Please try to run kded5 without the glib event loop: kquitapp5 kded5; QT_NO_GLIB=1 kded5 If that works fine, it's probably a bug in either glib itself or in its integration.
(In reply to Fabian Vogt from comment #7) > Please try to run kded5 without the glib event loop: > > kquitapp5 kded5; QT_NO_GLIB=1 kded5 > > If that works fine, it's probably a bug in either glib itself or in its > integration. I don't want to be too conclusive now, but after quite few plugs/unplugs of such kded5: # grep -z GLIB /proc/`pidof kded5`/environ; echo QT_NO_GLIB=1 I haven't seen the issue yet. But to me it seems that it is enough to just re-run kded5 after power on: kquitapp5 kded5; kded5 I haven't seen the issue with such a restart too. But I only tried few replugs.
If glib integration is an issue, there's a separate Qt bug we're tracking where timer events can be starved in the glib event loop which may be related, at https://bugs.kde.org/show_bug.cgi?id=230184
(In reply to Michael Pyne from comment #9) > If glib integration is an issue, there's a separate Qt bug we're tracking > where timer events can be starved in the glib event loop which may be > related, at https://bugs.kde.org/show_bug.cgi?id=230184 That's unrelated AFAICT - this issue is about glib removing the SIGCHLD handler.
Reported upstream as https://bugreports.qt.io/browse/QTBUG-69907
Please re-do the strace with "-e trace=rt_sigaction -k" so that we can see which call chain leads to the glib issue. It might be a bug in Qt, glib, kded or any of the currently loaded modules.
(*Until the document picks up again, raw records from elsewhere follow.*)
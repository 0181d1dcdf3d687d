//! Line geometry waypoints.

use geo::Point;
use serde::{Deserialize, Serialize};

/// One waypoint of a line's physical road/track geometry between two
/// stops. `sequence` orders the points along the polyline.
#[derive(Clone, Debug, PartialEq, Serialize, Deserialize)]
pub struct ShapePoint {
    pub id: i64,
    pub lat: f64,
    pub lon: f64,
    pub sequence: u32,
}

impl ShapePoint {
    pub fn location(&self) -> Point {
        Point::new(self.lon, self.lat)
    }
}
(In reply to Jiri Slaby from comment #8) > I don't want to be too conclusive now, but after quite few plugs/unplugs of > such kded5: > # grep -z GLIB /proc/`pidof kded5`/environ; echo > QT_NO_GLIB=1 > > I haven't seen the issue yet. > > But to me it seems that it is enough to just re-run kded5 after power on: > kquitapp5 kded5; kded5 Correct – it is enough to re-run kded5 like this and kded5 no longer spawns children. So neither setxkbmap is exec'ed nor other processes. So unless you have an idea how to run a new (strace'd) instance kded5 which would behave as the one run by the session, I cannot provide the requested info.